- Work order -
Below are the entries; return every line among them that holds the word "identity".

[Collected data entries]
========

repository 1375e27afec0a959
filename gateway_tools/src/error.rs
use thiserror::Error;

#[derive(Debug, Error)]
pub enum GatewayApiError {
    #[error("Could not initialize client: {0}")]
    Initialization(String),
    #[error("No signing secret is configured for gateway requests")]
    MissingSigningSecret,
    #[error("Could not sign gateway request: {0}")]
    SigningError(String),
    #[error("The gateway did not respond in time")]
    Timeout,
    #[error("Could not reach the gateway: {0}")]
    NetworkError(String),
    #[error("Could not deserialize JSON: {0}")]
    JsonError(String),
    #[error("Query failed. Error {status}. {message}")]
    QueryError { status: u16, message: String },
    #[error("The gateway returned an unusable response: {0}")]
    InvalidResponse(String),
}

impl GatewayApiError {
    /// Whether a repeat of the same request could reasonably succeed.
    ///
    /// Timeouts, connection failures, 5xx responses and rate limiting (429) are transient. Any other 4xx means the
    /// request itself was rejected and will be rejected again.
    pub fn is_transient(&self) -> bool {
        match self {
            Self::Timeout | Self::NetworkError(_) => true,
            Self::QueryError { status, .. } => *status >= 500 || *status == 429,
            _ => false,
        }
    }
}
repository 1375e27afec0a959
//! Bearer-token identity for the `/api` routes.
//!
//! Access tokens are HS256 JWTs issued by the school's identity service (login is not handled here). The server only
//! validates them with the shared `SPG_JWT_SECRET` and exposes the claims to the ACL middleware and to handlers.
use std::{
    fmt::Display,
    future::{ready, Ready},
};

use actix_web::{dev::Payload, http::header::AUTHORIZATION, FromRequest, HttpMessage, HttpRequest};
use jsonwebtoken::{decode, errors::ErrorKind, Algorithm, DecodingKey, Validation};
use log::*;
use serde::{Deserialize, Serialize};

use crate::{
    config::AuthConfig,
    errors::{AuthError, ServerError},
};

#[derive(Debug, Clone, Copy, PartialEq, Eq, Hash, Serialize, Deserialize)]
#[serde(rename_all = "lowercase")]
pub enum Role {
    User,
    Admin,
}

impl Role {
    /// Admins can do everything a user can.
    pub fn grants(&self, required: Role) -> bool {
        match required {
            Role::User => true,
            Role::Admin => *self == Role::Admin,
        }
    }
}

impl Display for Role {
    fn fmt(&self, f: &mut std::fmt::Formatter<'_>) -> std::fmt::Result {
        match self {
            Role::User => f.write_str("user"),
            Role::Admin => f.write_str("admin"),
        }
    }
}

#[derive(Debug, Clone, PartialEq, Eq, Serialize, Deserialize)]
pub struct JwtClaims {
    pub sub: String,
    pub role: Role,
    pub exp: i64,
}

/// Validates bearer access tokens against the configured secret.
#[derive(Clone)]
pub struct TokenValidator {
    key: DecodingKey,
    validation: Validation,
}

impl TokenValidator {
    pub fn new(config: &AuthConfig) -> Self {
        let key = DecodingKey::from_secret(config.jwt_secret.reveal().as_bytes());
        let mut validation = Validation::new(Algorithm::HS256);
        validation.set_required_spec_claims(&["exp", "sub"]);
        Self { key, validation }
    }

    pub fn validate(&self, token: &str) -> Result<JwtClaims, AuthError> {
        decode::<JwtClaims>(token, &self.key, &self.validation).map(|data| data.claims).map_err(|e| {
            debug!("🔐️ Access token rejected. {e}");
            match e.kind() {
                ErrorKind::InvalidToken | ErrorKind::Base64(_) | ErrorKind::Json(_) | ErrorKind::Utf8(_) => {
                    AuthError::PoorlyFormattedToken(e.to_string())
                },
                _ => AuthError::ValidationError(e.to_string()),
            }
        })
    }

    /// Pulls the token out of an `Authorization: Bearer <token>` header and validates it.
    pub fn validate_request(&self, req: &HttpRequest) -> Result<JwtClaims, AuthError> {
        let header = req.headers().get(AUTHORIZATION).ok_or(AuthError::MissingToken)?;
        let value = header.to_str().map_err(|e| AuthError::PoorlyFormattedToken(e.to_string()))?;
        let token = value
            .strip_prefix("Bearer ")
            .or_else(|| value.strip_prefix("bearer "))
            .map(str::trim)
            .filter(|t| !t.is_empty())
            .ok_or_else(|| AuthError::PoorlyFormattedToken("expected a bearer token".to_string()))?;
        self.validate(token)
    }
}

impl std::fmt::Debug for TokenValidator {
    fn fmt(&self, f: &mut std::fmt::Formatter<'_>) -> std::fmt::Result {
        write!(f, "TokenValidator(HS256)")
    }
}

/// Handlers behind the JWT middleware can take `JwtClaims` as an argument.
impl FromRequest for JwtClaims {
    type Error = ServerError;
    type Future = Ready<Result<Self, Self::Error>>;

    fn from_request(req: &HttpRequest, _: &mut Payload) -> Self::Future {
        let claims = req.extensions().get::<JwtClaims>().cloned();
        ready(claims.ok_or(ServerError::AuthenticationError(AuthError::MissingToken)))
    }
}
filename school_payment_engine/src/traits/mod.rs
//! # Order store and collaborator contracts
//!
//! The traits in this module define what a storage backend must provide for the payment engine to run on top of it.
//! The engine APIs are generic over these traits, so tests can swap in fakes and a different database could be
//! supported without touching the reconciliation logic.
//!
//! * [`OrderManagement`] creates orders (together with their status record) and performs the conditional writes that
//!   keep concurrent webhook and poll updates from clobbering each other.
//! * [`NotificationLog`] stores the audit trail of inbound gateway notifications.
//! * [`TransactionQueries`] is the read side: filtered, sorted and paginated views over orders and their status.
//! * [`Clock`] is the engine's only source of "now".
mod clock;
mod notification_log;
mod order_management;
mod store_error;
mod transaction_queries;

pub use clock::{Clock, SystemClock};
pub use notification_log::NotificationLog;
pub use order_management::OrderManagement;
pub use store_error::StoreError;
pub use transaction_queries::TransactionQueries;
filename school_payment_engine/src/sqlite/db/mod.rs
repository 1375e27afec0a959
//! # SQLite Database methods
//!
//! This module contains "low-level" SQLite database interactions.
//!
//! All these interaction are maintained by simple functions (rather than stateful structs) that accept a
//! `&mut SqliteConnection` argument. Callers can obtain a connection from a pool,
//! or create an atomic transaction as the need arises and call through to the functions without any other changes.
use std::{env, str::FromStr};

use log::info;
use sqlx::{
    sqlite::{SqliteConnectOptions, SqlitePoolOptions},
    Error as SqlxError,
    SqlitePool,
};

pub mod notifications;
pub mod order_status;
pub mod orders;
pub mod transactions;

const SQLITE_DB_URL: &str = "sqlite://data/school_payments.db";

pub fn db_url() -> String {
    let result = env::var("SPG_DATABASE_URL").unwrap_or_else(|_| {
        info!("SPG_DATABASE_URL is not set. Using the default.");
        SQLITE_DB_URL.to_string()
    });
    info!("Using database URL: {result}");
    result
}

pub async fn new_pool(url: &str, max_connections: u32) -> Result<SqlitePool, SqlxError> {
    let options = SqliteConnectOptions::from_str(url)?.create_if_missing(true);
    let pool = SqlitePoolOptions::new().max_connections(max_connections).connect_with(options).await?;
    Ok(pool)
}
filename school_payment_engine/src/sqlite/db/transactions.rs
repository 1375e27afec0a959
use sqlx::{QueryBuilder, Sqlite, SqliteConnection};

use crate::{
    db_types::OrderId,
    order_objects::{TransactionQuery, TransactionRecord},
};

const SELECT_TRANSACTIONS: &str = r#"
    SELECT
        o.order_id,
        o.school_id,
        o.trustee_id,
        o.gateway_name,
        o.student_name,
        o.student_id,
        o.student_email,
        s.order_amount,
        s.transaction_amount,
        s.status,
        s.payment_mode,
        s.payment_details,
        s.bank_reference,
        s.payment_message,
        s.error_message,
        s.gateway_request_id,
        o.created_at,
        s.last_updated_at,
        s.source_of_last_update
    FROM orders o
    JOIN order_status s ON s.order_id = o.order_id
"#;

const COUNT_TRANSACTIONS: &str = r#"
    SELECT COUNT(*) FROM orders o
    JOIN order_status s ON s.order_id = o.order_id
"#;

fn push_filters(builder: &mut QueryBuilder<'_, Sqlite>, query: &TransactionQuery) {
    builder.push(" WHERE 1 = 1");
    if let Some(status) = query.status {
        builder.push(" AND s.status = ");
        builder.push_bind(status);
    }
    if let Some(school_id) = &query.school_id {
        builder.push(" AND o.school_id = ");
        builder.push_bind(school_id.clone());
    }
    if let Some(from) = query.date_from {
        builder.push(" AND s.last_updated_at >= ");
        builder.push_bind(from);
    }
    if let Some(to) = query.date_to {
        builder.push(" AND s.last_updated_at <= ");
        builder.push_bind(to);
    }
}

/// Fetches one page of the filtered, sorted transaction list, along with the total number of matching records.
///
/// Ties on the sort column are broken on `order_id` (in the same direction), so that pages never overlap or skip.
pub async fn fetch_transactions(
    query: &TransactionQuery,
    conn: &mut SqliteConnection,
) -> Result<(Vec<TransactionRecord>, u64), sqlx::Error> {
    let mut count = QueryBuilder::new(COUNT_TRANSACTIONS);
    push_filters(&mut count, query);
    let total: i64 = count.build_query_scalar().fetch_one(&mut *conn).await?;

    let mut builder = QueryBuilder::new(SELECT_TRANSACTIONS);
    push_filters(&mut builder, query);
    let dir = query.order.sql();
    builder.push(format!(" ORDER BY {} {dir}, o.order_id {dir}", query.sort.column()));
    builder.push(" LIMIT ");
    builder.push_bind(i64::from(query.limit));
    builder.push(" OFFSET ");
    #[allow(clippy::cast_possible_wrap)]
    builder.push_bind(query.offset() as i64);
    let items = builder.build_query_as::<TransactionRecord>().fetch_all(conn).await?;
    #[allow(clippy::cast_sign_loss)]
    Ok((items, total.max(0) as u64))
}

pub async fn fetch_transaction(
    order_id: &OrderId,
    conn: &mut SqliteConnection,
) -> Result<Option<TransactionRecord>, sqlx::Error> {
    let mut builder = QueryBuilder::new(SELECT_TRANSACTIONS);
    builder.push(" WHERE o.order_id = ");
    builder.push_bind(order_id.as_str());
    let record = builder.build_query_as::<TransactionRecord>().fetch_optional(conn).await?;
    Ok(record)
}
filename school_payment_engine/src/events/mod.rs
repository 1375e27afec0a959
mod channel;
mod event_types;
mod hooks;

pub use channel::{EventHandler, EventProducer, Handler};
pub use event_types::*;
pub use hooks::{EventHandlers, EventHooks, EventProducers};
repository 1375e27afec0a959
use std::{fmt::Debug, sync::Arc};

use log::*;

use crate::{
    db_types::{NewNotification, NotificationLogEntry, NotificationUpdate, OrderId, ProcessingState},
    events::EventProducers,
    helpers::new_notification_id,
    order_objects::ReconcileOutcome,
    spe_api::{errors::PaymentEngineError, reconciler::StatusReconciler, webhook_objects::WebhookPayload},
    traits::{Clock, NotificationLog, OrderManagement, SystemClock},
    webhook_objects::WebhookReceipt,
};

pub const ORDER_NOT_FOUND: &str = "order not found";

/// `WebhookApi` ingests payment outcome notifications pushed by the gateway.
///
/// Every notification is written to the notification log before anything else happens to it, including
/// notifications that turn out to be garbage. The log entry then tracks the notification through processing, and
/// records why it was rejected, if it was.
pub struct WebhookApi<B> {
    db: B,
    reconciler: StatusReconciler<B>,
    clock: Arc<dyn Clock>,
}

impl<B> Debug for WebhookApi<B> {
    fn fmt(&self, f: &mut std::fmt::Formatter<'_>) -> std::fmt::Result {
        write!(f, "WebhookApi")
    }
}

impl<B: Clone> WebhookApi<B> {
    pub fn new(db: B, producers: EventProducers) -> Self {
        let reconciler = StatusReconciler::new(db.clone(), producers);
        Self { db, reconciler, clock: Arc::new(SystemClock) }
    }

    pub fn with_clock(mut self, clock: Arc<dyn Clock>) -> Self {
        self.clock = clock;
        self
    }

    pub fn db(&self) -> &B {
        &self.db
    }
}

impl<B> WebhookApi<B>
where B: OrderManagement + NotificationLog
{
    /// Processes a webhook body exactly as it came off the wire.
    ///
    /// A body that is not valid UTF-8 is still logged, with the invalid sequences replaced, and is then rejected as
    /// malformed. Everything else goes through [`Self::ingest`].
    pub async fn ingest_bytes(
        &self,
        raw_body: &[u8],
        remote_addr: Option<String>,
    ) -> Result<WebhookReceipt, PaymentEngineError> {
        match std::str::from_utf8(raw_body) {
            Ok(body) => self.ingest(body, remote_addr).await,
            Err(e) => {
                let lossy = String::from_utf8_lossy(raw_body);
                let notification_id = self.log_notification(&lossy, remote_addr).await?;
                let reason = format!("Notification body is not valid UTF-8. {e}");
                warn!("🪝️ Notification {notification_id} rejected. {reason}");
                self.mark_failed(&notification_id, None, &reason).await?;
                Err(PaymentEngineError::MalformedNotification(reason))
            },
        }
    }

    /// Processes the raw body of a webhook delivery.
    ///
    /// Returns a receipt for every notification that refers to a known order, whether or not the status report was
    /// accepted. Malformed bodies and unknown orders are errors, as are storage failures.
    pub async fn ingest(
        &self,
        raw_payload: &str,
        remote_addr: Option<String>,
    ) -> Result<WebhookReceipt, PaymentEngineError> {
        let notification_id = self.log_notification(raw_payload, remote_addr).await?;
        let payload = match serde_json::from_str::<WebhookPayload>(raw_payload) {
            Ok(p) => p,
            Err(e) => {
                let reason = format!("Could not parse notification body. {e}");
                self.mark_failed(&notification_id, None, &reason).await?;
                return Err(PaymentEngineError::MalformedNotification(reason));
            },
        };
        let report = match payload.status_report() {
            Ok(r) => r,
            Err(e) => {
                let reason = e.to_string();
                self.mark_failed(&notification_id, None, &reason).await?;
                return Err(PaymentEngineError::MalformedNotification(reason));
            },
        };
        self.db.update_notification(&NotificationUpdate::new(&notification_id, ProcessingState::Processing)).await?;

        let reference = payload.order_info.order_id.trim();
        let Some(order) = self.db.fetch_order_by_reference(reference).await? else {
            warn!("🪝️ Notification {notification_id} refers to unknown order '{reference}'");
            self.mark_failed(&notification_id, None, ORDER_NOT_FOUND).await?;
            return Err(PaymentEngineError::OrderNotFound(reference.to_string()));
        };
        let order_id = order.order_id;
        debug!("🪝️ Notification {notification_id} reports {} for order {order_id}", report.status);

        let outcome = match self.reconciler.reconcile(&order_id, &report).await {
            Ok(outcome) => outcome,
            Err(e) => {
                self.mark_failed(&notification_id, Some(order_id), &e.to_string()).await?;
                return Err(e);
            },
        };
        let processed_at = self.clock.now();
        let (update, reason) = match &outcome {
            ReconcileOutcome::Applied(_) | ReconcileOutcome::Unchanged(_) => {
                (NotificationUpdate::new(&notification_id, ProcessingState::Completed), None)
            },
            ReconcileOutcome::Stale { reason, .. } => {
                let reason = reason.to_string();
                (NotificationUpdate::new(&notification_id, ProcessingState::Failed).with_error(&reason), Some(reason))
            },
            ReconcileOutcome::Anomaly { current, incoming } => {
                let reason = format!(
                    "integrity anomaly: order is {} but the notification reports {incoming}. Flagged for review.",
                    current.status
                );
                let update = NotificationUpdate::new(&notification_id, ProcessingState::Failed)
                    .with_error(&reason)
                    .flag_for_review();
                (update, Some(reason))
            },
        };
        let update = update.with_order_id(order_id.clone()).processed_at(processed_at);
        self.db.update_notification(&update).await?;
        let receipt = WebhookReceipt {
            accepted: outcome.is_accepted(),
            notification_id,
            order_id: Some(order_id),
            status: Some(outcome.status().status),
            reason,
        };
        info!(
            "🪝️ Notification {} for order {:?} processed. accepted: {}",
            receipt.notification_id,
            receipt.order_id.as_ref().map(OrderId::as_str),
            receipt.accepted
        );
        Ok(receipt)
    }

    async fn log_notification(
        &self,
        raw_payload: &str,
        remote_addr: Option<String>,
    ) -> Result<String, PaymentEngineError> {
        let received_at = self.clock.now();
        let notification_id = new_notification_id(received_at);
        let notification = NewNotification {
            notification_id: notification_id.clone(),
            raw_payload: raw_payload.to_string(),
            remote_addr,
            received_at,
        };
        self.db.insert_notification(&notification).await?;
        trace!("🪝️ Notification {notification_id} logged");
        Ok(notification_id)
    }

    async fn mark_failed(
        &self,
        notification_id: &str,
        order_id: Option<OrderId>,
        reason: &str,
    ) -> Result<(), PaymentEngineError> {
        let mut update = NotificationUpdate::new(notification_id, ProcessingState::Failed)
            .with_error(reason)
            .processed_at(self.clock.now());
        update.order_id = order_id;
        self.db.update_notification(&update).await?;
        Ok(())
    }

    pub async fn fetch_notification(&self, notification_id: &str) -> Result<NotificationLogEntry, PaymentEngineError> {
        self.db.fetch_notification(notification_id).await?.ok_or_else(|| {
            PaymentEngineError::StoreError(crate::traits::StoreError::NotificationNotFound(notification_id.to_string()))
        })
    }

    /// Notifications whose reports conflicted with a terminal status and need a human to look at them.
    pub async fn notifications_for_review(&self) -> Result<Vec<NotificationLogEntry>, PaymentEngineError> {
        let entries = self.db.fetch_notifications_for_review().await?;
        Ok(entries)
    }
}
use std::{future::Future, pin::Pin, sync::Arc};

use crate::events::{EventHandler, EventProducer, Handler, IntegrityAnomalyEvent, OrderStatusChangedEvent};

#[derive(Default, Clone)]
pub struct EventProducers {
    pub status_changed_producer: Vec<EventProducer<OrderStatusChangedEvent>>,
    pub integrity_anomaly_producer: Vec<EventProducer<IntegrityAnomalyEvent>>,
}

impl EventProducers {
    pub async fn publish_status_changed(&self, event: OrderStatusChangedEvent) {
        for emitter in &self.status_changed_producer {
            emitter.publish_event(event.clone()).await;
        }
    }

    pub async fn publish_integrity_anomaly(&self, event: IntegrityAnomalyEvent) {
        for emitter in &self.integrity_anomaly_producer {
            emitter.publish_event(event.clone()).await;
        }
    }
}

pub struct EventHandlers {
    pub on_status_changed: Option<EventHandler<OrderStatusChangedEvent>>,
    pub on_integrity_anomaly: Option<EventHandler<IntegrityAnomalyEvent>>,
}

impl EventHandlers {
    pub fn new(buffer_size: usize, hooks: EventHooks) -> Self {
        let on_status_changed = hooks.on_status_changed.map(|f| EventHandler::new(buffer_size, f));
        let on_integrity_anomaly = hooks.on_integrity_anomaly.map(|f| EventHandler::new(buffer_size, f));
        Self { on_status_changed, on_integrity_anomaly }
    }

    pub fn producers(&self) -> EventProducers {
        let mut result = EventProducers::default();
        if let Some(handler) = &self.on_status_changed {
            result.status_changed_producer.push(handler.subscribe());
        }
        if let Some(handler) = &self.on_integrity_anomaly {
            result.integrity_anomaly_producer.push(handler.subscribe());
        }
        result
    }

    pub async fn start_handlers(self) {
        if let Some(handler) = self.on_status_changed {
            tokio::spawn(async move {
                handler.start_handler().await;
            });
        }
        if let Some(handler) = self.on_integrity_anomaly {
            tokio::spawn(async move {
                handler.start_handler().await;
            });
        }
    }
}

#[derive(Default, Clone)]
pub struct EventHooks {
    pub on_status_changed: Option<Handler<OrderStatusChangedEvent>>,
    pub on_integrity_anomaly: Option<Handler<IntegrityAnomalyEvent>>,
}

impl EventHooks {
    pub fn on_status_changed<F>(&mut self, f: F) -> &mut Self
    where F: (Fn(OrderStatusChangedEvent) -> Pin<Box<dyn Future<Output = ()> + Send>>) + Send + Sync + 'static {
        self.on_status_changed = Some(Arc::new(f));
        self
    }

    pub fn on_integrity_anomaly<F>(&mut self, f: F) -> &mut Self
    where F: (Fn(IntegrityAnomalyEvent) -> Pin<Box<dyn Future<Output = ()> + Send>>) + Send + Sync + 'static {
        self.on_integrity_anomaly = Some(Arc::new(f));
        self
    }
}
use std::path::Path;

use log::*;
use sqlx::{migrate::MigrateDatabase, Sqlite};

use crate::SqliteDatabase;

pub async fn prepare_test_env(url: &str) {
    dotenvy::from_filename(".env.test").ok();
    let _ = env_logger::try_init();
    debug!("🚀️ Logging initialised");
    create_database(url).await;
    run_migrations(url).await;
}

pub fn random_db_path() -> String {
    let dir = std::env::temp_dir();
    format!("sqlite://{}/spg_test_store_{}.db", dir.display(), rand::random::<u64>())
}

pub async fn run_migrations(url: &str) {
    let db = SqliteDatabase::new_with_url(url, 5).await.expect("Error creating connection to database");
    db.migrate().await.expect("Error running DB migrations");
    db.close().await;
    info!("🚀️ Migrations complete");
}

pub async fn create_database<P: AsRef<Path>>(path: P) {
    let p = path.as_ref().as_os_str().to_str().expect("Database path is not valid UTF-8");
    if let Err(e) = Sqlite::drop_database(p).await {
        warn!("Error dropping database {p}: {e:?}");
    }
    Sqlite::create_database(p).await.expect("Error creating database");
    info!("Created Sqlite database {p}");
}

pub async fn drop_database(url: &str) {
    if let Err(e) = Sqlite::drop_database(url).await {
        warn!("Error dropping database {url}: {e:?}");
    }
}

========

- Answer box -
//! Bearer-token identity for the `/api` routes.
//! Access tokens are HS256 JWTs issued by the school's identity service (login is not handled here). The server only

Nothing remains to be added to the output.